## Exercise description
Up to and including the line that contains "integers are little-endian.", return every line from the start of the data, unchanged.

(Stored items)
****************************************
//! Byte layout of a feature store file.
//!
//! A store is a fixed-size header followed by append-only records:
//!
//! ```text
//! [header: 64 bytes][record][record]...
//! record = kind u8 | count u32 | stored_len u32 | raw_len u32 | payload
//! metadata entry = start_column u64 | width u64 | len u32 | utf8
//! ```
//!
//! The header counters are rewritten after each record lands, so a reader
//! that trusts them never sees a torn record. All integers are little-endian.

use ndarray::{Array2, ArrayView2};
use serde::{Deserialize, Serialize};

use crate::constants::{STORE_HEADER_LEN, STORE_MAGIC, STORE_VERSION, ZSTD_LEVEL};
use crate::error::{StoreError, StoreResult};

pub const RECORD_HEADER_LEN: usize = 13;

/// Element type of the numeric array.
#[derive(Debug, Clone, Copy, PartialEq, Eq)]
pub enum Dtype {
    F32,
}

impl Dtype {
    fn code(self) -> u8 {
        match self {
            Dtype::F32 => 0,
        }
    }

    fn from_code(code: u8) -> StoreResult<Self> {
        match code {
            0 => Ok(Dtype::F32),
            other => Err(StoreError::Corrupt(format!("unknown dtype code {}", other))),
        }
    }
}

/// Per-record payload compression.
#[derive(Debug, Clone, Copy, PartialEq, Eq, Serialize, Deserialize)]
#[serde(rename_all = "lowercase")]
pub enum Compression {
    None,
    Zstd,
}

impl Compression {
    fn code(self) -> u8 {
        match self {
            Compression::None => 0,
            Compression::Zstd => 1,
        }
    }

    fn from_code(code: u8) -> StoreResult<Self> {
        match code {
            0 => Ok(Compression::None),
            1 => Ok(Compression::Zstd),
            other => Err(StoreError::Corrupt(format!("unknown codec {}", other))),
        }
    }

    pub fn compress(self, raw: Vec<u8>) -> StoreResult<Vec<u8>> {
        match self {
            Compression::None => Ok(raw),
            Compression::Zstd => Ok(zstd::bulk::compress(&raw, ZSTD_LEVEL)?),
        }
    }

    pub fn decompress(self, stored: &[u8], raw_len: usize) -> StoreResult<Vec<u8>> {
        let raw = match self {
            Compression::None => stored.to_vec(),
            Compression::Zstd => zstd::bulk::decompress(stored, raw_len)
                .map_err(|e| StoreError::Corrupt(format!("zstd: {}", e)))?,
        };
        if raw.len() != raw_len {
            return Err(StoreError::Corrupt(format!(
                "payload inflated to {} bytes, expected {}",
                raw.len(),
                raw_len
            )));
        }
        Ok(raw)
    }
}

#[derive(Debug, Clone, Copy, PartialEq, Eq)]
pub enum RecordKind {
    Data,
    Metadata,
}

impl RecordKind {
    fn code(self) -> u8 {
        match self {
            RecordKind::Data => 1,
            RecordKind::Metadata => 2,
        }
    }

    fn from_code(code: u8) -> StoreResult<Self> {
        match code {
            1 => Ok(RecordKind::Data),
            2 => Ok(RecordKind::Metadata),
            other => Err(StoreError::Corrupt(format!("unknown record kind {}", other))),
        }
    }
}

/// File header. The counters describe only fully written records.
#[derive(Debug, Clone, PartialEq, Eq)]
pub struct Header {
    pub dtype: Dtype,
    pub compression: Compression,
    pub feature_height: u32,
    pub data_chunk_length: u32,
    pub metadata_chunk_length: u32,
    pub committed_columns: u64,
    pub committed_entries: u64,
    pub data_records: u64,
    pub metadata_records: u64,
    pub closed: bool,
}

impl Header {
    pub fn new(
        feature_height: u32,
        dtype: Dtype,
        compression: Compression,
        data_chunk_length: u32,
        metadata_chunk_length: u32,
    ) -> Self {
        Self {
            dtype,
            compression,
            feature_height,
            data_chunk_length,
            metadata_chunk_length,
            committed_columns: 0,
            committed_entries: 0,
            data_records: 0,
            metadata_records: 0,
            closed: false,
        }
    }

    pub fn encode(&self) -> [u8; STORE_HEADER_LEN] {
        let mut buf = [0u8; STORE_HEADER_LEN];
        buf[0..8].copy_from_slice(STORE_MAGIC);
        buf[8..10].copy_from_slice(&STORE_VERSION.to_le_bytes());
        buf[10] = self.dtype.code();
        buf[11] = self.compression.code();
        buf[12..16].copy_from_slice(&self.feature_height.to_le_bytes());
        buf[16..20].copy_from_slice(&self.data_chunk_length.to_le_bytes());
        buf[20..24].copy_from_slice(&self.metadata_chunk_length.to_le_bytes());
        buf[24..32].copy_from_slice(&self.committed_columns.to_le_bytes());
        buf[32..40].copy_from_slice(&self.committed_entries.to_le_bytes());
        buf[40..48].copy_from_slice(&self.data_records.to_le_bytes());
        buf[48..56].copy_from_slice(&self.metadata_records.to_le_bytes());
        buf[56] = self.closed as u8;
        buf
    }

    pub fn decode(buf: &[u8]) -> StoreResult<Self> {
        if buf.len() < STORE_HEADER_LEN {
            return Err(StoreError::Corrupt("truncated header".to_string()));
        }
        if &buf[0..8] != STORE_MAGIC {
            return Err(StoreError::Corrupt("bad magic".to_string()));
        }
        let version = u16::from_le_bytes([buf[8], buf[9]]);
        if version != STORE_VERSION {
            return Err(StoreError::Corrupt(format!("unsupported version {}", version)));
        }
        Ok(Self {
            dtype: Dtype::from_code(buf[10])?,
            compression: Compression::from_code(buf[11])?,
            feature_height: read_u32(buf, 12),
            data_chunk_length: read_u32(buf, 16),
            metadata_chunk_length: read_u32(buf, 20),
            committed_columns: read_u64(buf, 24),
            committed_entries: read_u64(buf, 32),
            data_records: read_u64(buf, 40),
            metadata_records: read_u64(buf, 48),
            closed: buf[56] != 0,
        })
    }
}

#[derive(Debug, Clone, Copy, PartialEq, Eq)]
pub struct RecordHeader {
    pub kind: RecordKind,
    /// Columns for data records, entries for metadata records.
    pub count: u32,
    pub stored_len: u32,
    pub raw_len: u32,
}

impl RecordHeader {
    pub fn encode(&self) -> [u8; RECORD_HEADER_LEN] {
        let mut buf = [0u8; RECORD_HEADER_LEN];
        buf[0] = self.kind.code();
        buf[1..5].copy_from_slice(&self.count.to_le_bytes());
        buf[5..9].copy_from_slice(&self.stored_len.to_le_bytes());
        buf[9..13].copy_from_slice(&self.raw_len.to_le_bytes());
        buf
    }

    pub fn decode(buf: &[u8]) -> StoreResult<Self> {
        if buf.len() < RECORD_HEADER_LEN {
            return Err(StoreError::Corrupt("truncated record header".to_string()));
        }
        Ok(Self {
            kind: RecordKind::from_code(buf[0])?,
            count: read_u32(buf, 1),
            stored_len: read_u32(buf, 5),
            raw_len: read_u32(buf, 9),
        })
    }
}

/// Row-major little-endian `f32` bytes of a `(height, columns)` slice.
pub fn encode_columns(slice: ArrayView2<'_, f32>) -> Vec<u8> {
    let mut raw = Vec::with_capacity(slice.len() * 4);
    for &value in slice.iter() {
        raw.extend_from_slice(&value.to_le_bytes());
    }
    raw
}

pub fn decode_columns(raw: &[u8], height: usize, columns: usize) -> StoreResult<Array2<f32>> {
    if raw.len() != height * columns * 4 {
        return Err(StoreError::Corrupt(format!(
            "data record holds {} bytes, expected {}x{} f32",
            raw.len(),
            height,
            columns
        )));
    }
    let values: Vec<f32> = raw
        .chunks_exact(4)
        .map(|b| f32::from_le_bytes([b[0], b[1], b[2], b[3]]))
        .collect();
    Array2::from_shape_vec((height, columns), values)
        .map_err(|e| StoreError::Corrupt(format!("data record shape: {}", e)))
}

/// One metadata entry: the sample's column span and its provenance string.
#[derive(Debug, Clone, PartialEq, Eq)]
pub struct MetadataEntry {
    pub start_column: u64,
    pub width: u64,
    pub text: String,
}

impl MetadataEntry {
    pub fn end_column(&self) -> u64 {
        self.start_column + self.width
    }
}

pub fn encode_metadata(entries: &[MetadataEntry]) -> Vec<u8> {
    let mut raw = Vec::new();
    for entry in entries {
        raw.extend_from_slice(&entry.start_column.to_le_bytes());
        raw.extend_from_slice(&entry.width.to_le_bytes());
        raw.extend_from_slice(&(entry.text.len() as u32).to_le_bytes());
        raw.extend_from_slice(entry.text.as_bytes());
    }
    raw
}

pub fn decode_metadata(raw: &[u8], count: usize) -> StoreResult<Vec<MetadataEntry>> {
    let mut entries = Vec::with_capacity(count);
    let mut pos = 0;
    for _ in 0..count {
        if pos + 20 > raw.len() {
            return Err(StoreError::Corrupt("truncated metadata entry".to_string()));
        }
        let start_column = read_u64(raw, pos);
        let width = read_u64(raw, pos + 8);
        let len = read_u32(raw, pos + 16) as usize;
        pos += 20;
        if pos + len > raw.len() {
            return Err(StoreError::Corrupt("truncated metadata string".to_string()));
        }
        let text = String::from_utf8(raw[pos..pos + len].to_vec())
            .map_err(|e| StoreError::Corrupt(format!("metadata is not UTF-8: {}", e)))?;
        pos += len;
        entries.push(MetadataEntry { start_column, width, text });
    }
    if pos != raw.len() {
        return Err(StoreError::Corrupt("trailing bytes in metadata record".to_string()));
    }
    Ok(entries)
}

fn read_u32(buf: &[u8], at: usize) -> u32 {
    let mut b = [0u8; 4];
    b.copy_from_slice(&buf[at..at + 4]);
    u32::from_le_bytes(b)
}

fn read_u64(buf: &[u8], at: usize) -> u64 {
    let mut b = [0u8; 8];
    b.copy_from_slice(&buf[at..at + 8]);
    u64::from_le_bytes(b)
}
****************************************
## Answer for the task
//! Byte layout of a feature store file.
//!
//! A store is a fixed-size header followed by append-only records:
//!
//! ```text
//! [header: 64 bytes][record][record]...
//! record = kind u8 | count u32 | stored_len u32 | raw_len u32 | payload
//! metadata entry = start_column u64 | width u64 | len u32 | utf8
//! ```
//!
//! The header counters are rewritten after each record lands, so a reader
//! that trusts them never sees a torn record. All integers are little-endian.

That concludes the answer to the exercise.